2: It doesn't work well with proofreading and editing on the fly. This arguably isn't a bad thing because a write-proofread-edit workflow is actually better in some respects than on-the-fly editing.

3: It's a bit twitchy in regards to tone and vocal strain. Dictating is actually pretty hard work when you get into it.

4: A good headset is a requirement.

5: It's a mutual-learning process. If you invest the time, you can reach high accuracy and speed, but the first week is frustrating.

The state of the art is probably Dragon, which apparently runs under Parallels and Virtualbox. MacSpeech Dictate is an option now that it has ported Dragon's correction and editing functions.
posted by KirkJobSluder at 1:54 PM on December 3, 2009

I have a client that runs Dragon Naturally Speaking under Parallels, it is quite impressive.

I'm interested to try MacSpeech Dictate, but haven't had the chance too yet.
posted by Wild_Eep at 2:21 PM on December 3, 2009

Or for a shorter answer, IME the Dragon engine works very well for writing, assuming that you are willing to change your habits around its capabilities.
posted by KirkJobSluder at 2:32 PM on December 3, 2009

So, I'm writing this post meta-filter, specifically using Mac dictate.

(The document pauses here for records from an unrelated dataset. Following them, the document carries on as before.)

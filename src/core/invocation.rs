// src/core/invocation.rs

use crate::constants::MAX_CALL_DEPTH;
use crate::core::arg_parser::{CliArgs, CliValue, UsageError};
use crate::core::namespace::Namespace;
use crate::core::registry::TargetRegistry;
use crate::core::store::{OptionError, OptionStore, StoreError};
use crate::core::templater::Environment;
use crate::system::completions::CompletionProvider;
use crate::system::executor::{self, ExecOptions, ExecutionError};
use anyhow::Result;
use std::path::Path;
use std::process::ExitStatus;
use thiserror::Error;

#[derive(Error, Debug)]
pub enum CallError {
    #[error("No target \"{0}\".")]
    TargetNotFound(String),
    #[error("Target calls nested deeper than {0} levels; check for a target calling itself.")]
    RecursionLimit(u32),
}

/// Everything a running target can reach.
///
/// Built by the dispatcher for one invocation and handed to the target's
/// procedure; targets calling other targets share it.
#[derive(Debug)]
pub struct Invocation<'a> {
    registry: &'a TargetRegistry,
    namespace: &'a Namespace,
    engine: &'a Namespace,
    completions: &'a CompletionProvider,
    project_root: &'a Path,
    store: &'a mut OptionStore,
    args: &'a mut CliArgs,
    depth: u32,
}

impl<'a> Invocation<'a> {
    pub fn new(
        registry: &'a TargetRegistry,
        namespace: &'a Namespace,
        engine: &'a Namespace,
        completions: &'a CompletionProvider,
        project_root: &'a Path,
        store: &'a mut OptionStore,
        args: &'a mut CliArgs,
    ) -> Self {
        Self {
            registry,
            namespace,
            engine,
            completions,
            project_root,
            store,
            args,
            depth: 0,
        }
    }

    /// The variables command templates are resolved against: every string
    /// binding of the loaded script.
    pub fn environment(&self) -> Environment {
        Environment::from_namespace(self.namespace)
    }

    /// Resolves `template` against [`Self::environment`] and runs it in the project root.
    pub fn execute(
        &self,
        template: &str,
        options: ExecOptions,
    ) -> Result<ExitStatus, ExecutionError> {
        executor::execute(template, &self.environment(), self.project_root, options)
    }

    /// Runs another target by name, sharing this invocation's state.
    pub fn call(&mut self, name: &str) -> Result<()> {
        if self.depth >= MAX_CALL_DEPTH {
            return Err(CallError::RecursionLimit(MAX_CALL_DEPTH).into());
        }
        let registry = self.registry;
        let target = registry
            .resolve(name)
            .ok_or_else(|| CallError::TargetNotFound(name.to_string()))?;

        log::debug!("Calling target '{}' (depth {})", name, self.depth + 1);
        self.depth += 1;
        let result = target.invoke(self);
        self.depth -= 1;
        result
    }

    pub fn get_or_set(
        &mut self,
        key: &str,
        default: &str,
        override_value: Option<&str>,
    ) -> Result<String, StoreError> {
        self.store.get_or_set(key, default, override_value)
    }

    pub fn resolve_mode(
        &mut self,
        key: &str,
        default: &str,
        candidates: &[&str],
        override_value: Option<&str>,
    ) -> Result<String, OptionError> {
        self.store
            .resolve_mode(key, default, candidates, override_value)
    }

    /// [`Self::resolve_mode`] with the override read from the command line.
    ///
    /// A value outside `candidates` is reported against the flag the user typed.
    pub fn mode_option(
        &mut self,
        key: &str,
        flag_spec: &str,
        default: &str,
        candidates: &[&str],
    ) -> Result<String, OptionError> {
        let override_value = self.args.value(flag_spec, Some(candidates))?;
        self.store
            .resolve_mode(key, default, candidates, override_value.as_deref())
    }

    pub fn get_cli_option(
        &mut self,
        spec: &str,
        allowed_values: Option<&[&str]>,
        has_argument: bool,
    ) -> Result<CliValue, UsageError> {
        self.args.get_cli_option(spec, allowed_values, has_argument)
    }

    pub fn store(&self) -> &OptionStore {
        self.store
    }

    pub fn store_mut(&mut self) -> &mut OptionStore {
        self.store
    }

    pub fn args_mut(&mut self) -> &mut CliArgs {
        self.args
    }

    pub fn registry(&self) -> &TargetRegistry {
        self.registry
    }

    pub fn namespace(&self) -> &Namespace {
        self.namespace
    }

    pub fn engine(&self) -> &Namespace {
        self.engine
    }

    pub fn completions(&self) -> &CompletionProvider {
        self.completions
    }

    pub fn project_root(&self) -> &Path {
        self.project_root
    }
}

I've never used Dragon naturally speaking, it's reputation is pretty well known.

You really have to get used to using speech recognition. I find that it's writing from a different space -- just like audio books are different way into my brain than reading is.

I did some minor corrections to this post -- I'm trying to leave the mistakes in my text. I find that I have to pause, collect what I'm about to say, and then say it for the speech recognition to work well.

The training of these tools has gotten progressively faster and easier. If he writes particularly technical work or jargon based information, he'll find that it's best for him to train Mac dictate with some texts of his own.

The biggest frustration I have is the idea that I have to constantly be adding punctuation and editing my text as I go. It's that last one I can be really annoying. Every time that the software makes a mistake I have to correct it immediately (and this really disturbs my flow and the train of thought.)

Software comes with a decent headset, requires approximately an initial hour of training (well actually it can be quite a bit less than that.) Further training really improves the recognition.

My other major frustration is that the software works best in the their interface, their text editor and somewhat less well inside of other applications. I find that I use their sort of Notepad program to do most of my writing (speaking), and then find myself cutting and pasting it into a different document. It has a floating window overlay allowing you to quickly see what it thinks it's guessing. It also has the ability to have a command mode and the spelling mode aside from speech recognition.
posted by filmgeek at 7:43 PM on December 3, 2009

Coincidentally, Dragon Dictation was released for the iPhone today, with a voice search app called Dragon Search to follow shortly.